MANSBRIDGE: I've got to tell you, you not only sound disappointed, you look
disappointed. But one assumes you're not going to give up as a result of
this. What happens now?
BONO: No, I think I wanted for especially in Canada, Prime Minister Chrétien said
to us a year ago, 'I'm going to give you your voice and I'm going to give
you your chance' meaning the movement. And it's a worldwide movement that
wants to put the relationship between the developed and the developing
countries right. I mean it's a relationship that's been wrong for so long.
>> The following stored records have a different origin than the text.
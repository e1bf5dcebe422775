pub mod config;
pub mod plan;

pub use config::ConfigCommand;
pub use plan::PlanCommand;

use clap::{Args, Subcommand, ValueEnum};

#[derive(Subcommand)]
pub enum Commands {
    /// Expand and split a query without executing it
    Plan(PlanCommand),
    /// Print the effective configuration
    Config(ConfigCommand),
}

impl Commands {
    pub fn logging(&self) -> &LoggingArgs {
        match self {
            Commands::Plan(cmd) => &cmd.logging,
            Commands::Config(cmd) => &cmd.logging,
        }
    }
}

/// Logging flags shared by every command
#[derive(Debug, Clone, Default, Args)]
pub struct LoggingArgs {
    /// Increase log verbosity (-v info, -vv debug, -vvv trace)
    #[arg(short = 'v', long = "verbose", action = clap::ArgAction::Count)]
    pub verbose: u8,

    /// Tracing filter directive, overrides RUST_LOG
    #[arg(long = "log-filter", value_name = "FILTER")]
    pub log_filter: Option<String>,
}

impl LoggingArgs {
    pub fn get_effective_level(&self) -> &'static str {
        match self.verbose {
            0 => "warn",
            1 => "info",
            2 => "debug",
            _ => "trace",
        }
    }
}

/// Output encoding for command results
#[derive(Debug, Clone, Copy, Default, PartialEq, Eq, ValueEnum)]
pub enum OutputFormat {
    #[default]
    Table,
    Json,
    Toml,
}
This is the time and stop.
The message we are trying to get to the politicians is don't move in baby
steps. Make a giant leap here. We'll give you the applause. This money that
we're asking for, I think they're talking about $6 billion a year en masse
if the Americans agree, and that's still I think $24 billion less than what
the UN are saying is necessary to deal with AIDS and hunger and starvation
in that continent. But $24 billion, it sounds like a lot of money, but when
you think of the cost of, for instance, the war in Afghanistan and you
realize what happens, it's cheaper to prevent the fires than to put them
out. There are another ten Afghanistans potentially in Africa. I just
thought they'd have the imagination to make a giant, giant leap here.
MANSBRIDGE: But do you still think that something can happen? You're not
going to give up. People who agree with you are not going to give up.
BONO: No, no, we're not going to give up. We're not going to give up. And
guess what? It's such a strange panoply of characters here. You have the
churches. You have student activists. We're people who don't normally all
hang out together. And people are waking up to what George Bush himself
described as a genocide, referring to AIDS, and I see us as complicit by our
inaction in that genocide. And it's bewildering to me that we're not
treating this as an emergency.
I think the penny is slowly dropping. I think people are getting out on the
streets. People criticize the anti-globalization people. They feel that they
haven't figured out an agenda. There are some nut cases, I agree, out on the
streets, but a lot of these people are responding at a gut level to what
they see as the ever-widening gap between the richer countries and the
poorer countries. In history, within our own borders, we know that when that
happens, revolt is around the corner.